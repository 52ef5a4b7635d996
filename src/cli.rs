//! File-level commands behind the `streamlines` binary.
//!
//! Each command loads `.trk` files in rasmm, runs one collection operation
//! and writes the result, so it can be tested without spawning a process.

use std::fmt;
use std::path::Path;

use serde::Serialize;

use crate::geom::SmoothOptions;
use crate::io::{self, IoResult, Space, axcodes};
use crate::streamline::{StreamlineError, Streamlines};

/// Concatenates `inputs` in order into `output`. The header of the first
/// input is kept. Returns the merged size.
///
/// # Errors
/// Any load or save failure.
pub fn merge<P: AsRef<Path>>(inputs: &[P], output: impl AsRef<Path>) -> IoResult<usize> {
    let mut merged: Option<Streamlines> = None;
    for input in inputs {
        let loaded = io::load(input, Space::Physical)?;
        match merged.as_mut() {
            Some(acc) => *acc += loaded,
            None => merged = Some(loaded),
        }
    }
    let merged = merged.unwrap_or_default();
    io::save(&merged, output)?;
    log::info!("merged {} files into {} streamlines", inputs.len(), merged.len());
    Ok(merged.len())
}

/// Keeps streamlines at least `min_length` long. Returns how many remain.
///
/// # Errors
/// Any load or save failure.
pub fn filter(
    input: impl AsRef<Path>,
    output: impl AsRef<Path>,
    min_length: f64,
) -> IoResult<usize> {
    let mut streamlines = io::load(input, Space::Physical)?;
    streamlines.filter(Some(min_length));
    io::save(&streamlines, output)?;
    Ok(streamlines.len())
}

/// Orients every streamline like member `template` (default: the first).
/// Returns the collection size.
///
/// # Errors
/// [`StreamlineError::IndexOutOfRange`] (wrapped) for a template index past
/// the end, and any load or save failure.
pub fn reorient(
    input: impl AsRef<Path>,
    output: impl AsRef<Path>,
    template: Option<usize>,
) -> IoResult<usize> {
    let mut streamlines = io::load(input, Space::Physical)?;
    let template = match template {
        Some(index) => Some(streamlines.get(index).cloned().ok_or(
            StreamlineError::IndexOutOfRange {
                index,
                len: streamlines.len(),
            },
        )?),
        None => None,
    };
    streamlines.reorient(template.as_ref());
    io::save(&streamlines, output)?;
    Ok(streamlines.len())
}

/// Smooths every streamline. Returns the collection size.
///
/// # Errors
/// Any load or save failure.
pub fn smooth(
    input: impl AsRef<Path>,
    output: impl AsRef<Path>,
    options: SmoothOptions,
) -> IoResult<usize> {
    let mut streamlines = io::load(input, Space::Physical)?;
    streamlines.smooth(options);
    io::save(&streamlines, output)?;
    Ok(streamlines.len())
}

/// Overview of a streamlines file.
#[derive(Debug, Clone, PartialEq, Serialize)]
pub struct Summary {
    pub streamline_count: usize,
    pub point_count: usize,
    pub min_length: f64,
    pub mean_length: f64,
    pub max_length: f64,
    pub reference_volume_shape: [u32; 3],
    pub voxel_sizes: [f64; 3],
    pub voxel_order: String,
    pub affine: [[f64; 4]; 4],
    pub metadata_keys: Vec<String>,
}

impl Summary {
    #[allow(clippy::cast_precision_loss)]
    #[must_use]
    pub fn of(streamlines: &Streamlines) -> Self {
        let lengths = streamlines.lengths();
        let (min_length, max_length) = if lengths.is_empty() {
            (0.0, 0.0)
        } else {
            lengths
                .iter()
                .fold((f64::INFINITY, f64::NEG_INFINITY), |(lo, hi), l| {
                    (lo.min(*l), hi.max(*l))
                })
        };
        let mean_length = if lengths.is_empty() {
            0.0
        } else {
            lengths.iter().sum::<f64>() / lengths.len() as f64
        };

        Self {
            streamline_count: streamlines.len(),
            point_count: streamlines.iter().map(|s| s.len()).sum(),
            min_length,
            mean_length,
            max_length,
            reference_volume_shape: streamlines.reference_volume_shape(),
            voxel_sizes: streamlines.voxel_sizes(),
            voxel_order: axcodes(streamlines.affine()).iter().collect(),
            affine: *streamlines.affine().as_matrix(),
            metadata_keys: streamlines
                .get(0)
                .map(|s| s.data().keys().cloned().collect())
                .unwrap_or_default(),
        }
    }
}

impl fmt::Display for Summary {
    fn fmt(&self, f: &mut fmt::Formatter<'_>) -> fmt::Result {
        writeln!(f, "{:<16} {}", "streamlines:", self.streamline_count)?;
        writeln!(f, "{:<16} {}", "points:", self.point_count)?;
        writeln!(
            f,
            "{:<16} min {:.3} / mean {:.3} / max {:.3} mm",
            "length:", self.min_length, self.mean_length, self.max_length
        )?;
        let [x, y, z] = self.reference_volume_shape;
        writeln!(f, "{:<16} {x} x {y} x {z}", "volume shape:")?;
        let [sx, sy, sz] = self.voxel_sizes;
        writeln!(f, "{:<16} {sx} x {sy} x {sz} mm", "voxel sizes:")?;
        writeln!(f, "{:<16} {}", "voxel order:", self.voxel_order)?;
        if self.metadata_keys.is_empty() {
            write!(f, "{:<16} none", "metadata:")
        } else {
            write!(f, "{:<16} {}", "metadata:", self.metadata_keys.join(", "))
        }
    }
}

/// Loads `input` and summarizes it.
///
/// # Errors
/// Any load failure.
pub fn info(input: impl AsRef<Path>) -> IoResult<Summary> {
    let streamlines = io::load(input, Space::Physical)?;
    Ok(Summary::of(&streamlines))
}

• **Task**: An exact copy of all the records above is needed.

• **Reply to the task**:
repository 52ef5a4b7635d996
filename src/cli.rs
//! File-level commands behind the `streamlines` binary.
//!
//! Each command loads `.trk` files in rasmm, runs one collection operation
//! and writes the result, so it can be tested without spawning a process.

use std::fmt;
use std::path::Path;

use serde::Serialize;

use crate::geom::SmoothOptions;
use crate::io::{self, IoResult, Space, axcodes};
use crate::streamline::{StreamlineError, Streamlines};

/// Concatenates `inputs` in order into `output`. The header of the first
/// input is kept. Returns the merged size.
///
/// # Errors
/// Any load or save failure.
pub fn merge<P: AsRef<Path>>(inputs: &[P], output: impl AsRef<Path>) -> IoResult<usize> {
    let mut merged: Option<Streamlines> = None;
    for input in inputs {
        let loaded = io::load(input, Space::Physical)?;
        match merged.as_mut() {
            Some(acc) => *acc += loaded,
            None => merged = Some(loaded),
        }
    }
    let merged = merged.unwrap_or_default();
    io::save(&merged, output)?;
    log::info!("merged {} files into {} streamlines", inputs.len(), merged.len());
    Ok(merged.len())
}

/// Keeps streamlines at least `min_length` long. Returns how many remain.
///
/// # Errors
/// Any load or save failure.
pub fn filter(
    input: impl AsRef<Path>,
    output: impl AsRef<Path>,
    min_length: f64,
) -> IoResult<usize> {
    let mut streamlines = io::load(input, Space::Physical)?;
    streamlines.filter(Some(min_length));
    io::save(&streamlines, output)?;
    Ok(streamlines.len())
}

/// Orients every streamline like member `template` (default: the first).
/// Returns the collection size.
///
/// # Errors
/// [`StreamlineError::IndexOutOfRange`] (wrapped) for a template index past
/// the end, and any load or save failure.
pub fn reorient(
    input: impl AsRef<Path>,
    output: impl AsRef<Path>,
    template: Option<usize>,
) -> IoResult<usize> {
    let mut streamlines = io::load(input, Space::Physical)?;
    let template = match template {
        Some(index) => Some(streamlines.get(index).cloned().ok_or(
            StreamlineError::IndexOutOfRange {
                index,
                len: streamlines.len(),
            },
        )?),
        None => None,
    };
    streamlines.reorient(template.as_ref());
    io::save(&streamlines, output)?;
    Ok(streamlines.len())
}

/// Smooths every streamline. Returns the collection size.
///
/// # Errors
/// Any load or save failure.
pub fn smooth(
    input: impl AsRef<Path>,
    output: impl AsRef<Path>,
    options: SmoothOptions,
) -> IoResult<usize> {
    let mut streamlines = io::load(input, Space::Physical)?;
    streamlines.smooth(options);
    io::save(&streamlines, output)?;
    Ok(streamlines.len())
}

/// Overview of a streamlines file.
#[derive(Debug, Clone, PartialEq, Serialize)]
pub struct Summary {
    pub streamline_count: usize,
    pub point_count: usize,
    pub min_length: f64,
    pub mean_length: f64,
    pub max_length: f64,
    pub reference_volume_shape: [u32; 3],
    pub voxel_sizes: [f64; 3],
    pub voxel_order: String,
    pub affine: [[f64; 4]; 4],
    pub metadata_keys: Vec<String>,
}

impl Summary {
    #[allow(clippy::cast_precision_loss)]
    #[must_use]
    pub fn of(streamlines: &Streamlines) -> Self {
        let lengths = streamlines.lengths();
        let (min_length, max_length) = if lengths.is_empty() {
            (0.0, 0.0)
        } else {
            lengths
                .iter()
                .fold((f64::INFINITY, f64::NEG_INFINITY), |(lo, hi), l| {
                    (lo.min(*l), hi.max(*l))
                })
        };
        let mean_length = if lengths.is_empty() {
            0.0
        } else {
            lengths.iter().sum::<f64>() / lengths.len() as f64
        };

        Self {
            streamline_count: streamlines.len(),
            point_count: streamlines.iter().map(|s| s.len()).sum(),
            min_length,
            mean_length,
            max_length,
            reference_volume_shape: streamlines.reference_volume_shape(),
            voxel_sizes: streamlines.voxel_sizes(),
            voxel_order: axcodes(streamlines.affine()).iter().collect(),
            affine: *streamlines.affine().as_matrix(),
            metadata_keys: streamlines
                .get(0)
                .map(|s| s.data().keys().cloned().collect())
                .unwrap_or_default(),
        }
    }
}

impl fmt::Display for Summary {
    fn fmt(&self, f: &mut fmt::Formatter<'_>) -> fmt::Result {
        writeln!(f, "{:<16} {}", "streamlines:", self.streamline_count)?;
        writeln!(f, "{:<16} {}", "points:", self.point_count)?;
        writeln!(
            f,
            "{:<16} min {:.3} / mean {:.3} / max {:.3} mm",
            "length:", self.min_length, self.mean_length, self.max_length
        )?;
        let [x, y, z] = self.reference_volume_shape;
        writeln!(f, "{:<16} {x} x {y} x {z}", "volume shape:")?;
        let [sx, sy, sz] = self.voxel_sizes;
        writeln!(f, "{:<16} {sx} x {sy} x {sz} mm", "voxel sizes:")?;
        writeln!(f, "{:<16} {}", "voxel order:", self.voxel_order)?;
        if self.metadata_keys.is_empty() {
            write!(f, "{:<16} none", "metadata:")
        } else {
            write!(f, "{:<16} {}", "metadata:", self.metadata_keys.join(", "))
        }
    }
}

/// Loads `input` and summarizes it.
///
/// # Errors
/// Any load failure.
pub fn info(input: impl AsRef<Path>) -> IoResult<Summary> {
    let streamlines = io::load(input, Space::Physical)?;
    Ok(Summary::of(&streamlines))
}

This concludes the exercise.